*** Opening of SUPPLIED MATERIAL ***
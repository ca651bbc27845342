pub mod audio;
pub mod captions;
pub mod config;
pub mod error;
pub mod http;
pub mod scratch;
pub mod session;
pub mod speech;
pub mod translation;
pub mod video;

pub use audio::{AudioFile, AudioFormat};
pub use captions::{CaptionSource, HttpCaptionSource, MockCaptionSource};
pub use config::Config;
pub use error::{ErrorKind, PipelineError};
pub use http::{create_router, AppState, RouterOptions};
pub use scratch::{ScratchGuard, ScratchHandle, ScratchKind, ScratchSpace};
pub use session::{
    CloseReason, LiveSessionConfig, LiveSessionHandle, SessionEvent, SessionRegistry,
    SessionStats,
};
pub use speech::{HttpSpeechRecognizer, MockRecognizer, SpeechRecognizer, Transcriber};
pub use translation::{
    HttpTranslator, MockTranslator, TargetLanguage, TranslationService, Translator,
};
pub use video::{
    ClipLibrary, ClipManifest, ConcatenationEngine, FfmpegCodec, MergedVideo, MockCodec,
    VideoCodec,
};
*** Close of SUPPLIED MATERIAL ***
EXERCISE PROMPT |
Every line from the one that contains "pub mod scratch;" down to and including the last line of the records above must be set down exactly, with nothing else.

OUTPUT |
pub mod scratch;
pub mod session;
pub mod speech;
pub mod translation;
pub mod video;

pub use audio::{AudioFile, AudioFormat};
pub use captions::{CaptionSource, HttpCaptionSource, MockCaptionSource};
pub use config::Config;
pub use error::{ErrorKind, PipelineError};
pub use http::{create_router, AppState, RouterOptions};
pub use scratch::{ScratchGuard, ScratchHandle, ScratchKind, ScratchSpace};
pub use session::{
    CloseReason, LiveSessionConfig, LiveSessionHandle, SessionEvent, SessionRegistry,
    SessionStats,
};
pub use speech::{HttpSpeechRecognizer, MockRecognizer, SpeechRecognizer, Transcriber};
pub use translation::{
    HttpTranslator, MockTranslator, TargetLanguage, TranslationService, Translator,
};
pub use video::{
    ClipLibrary, ClipManifest, ConcatenationEngine, FfmpegCodec, MergedVideo, MockCodec,
    VideoCodec,
};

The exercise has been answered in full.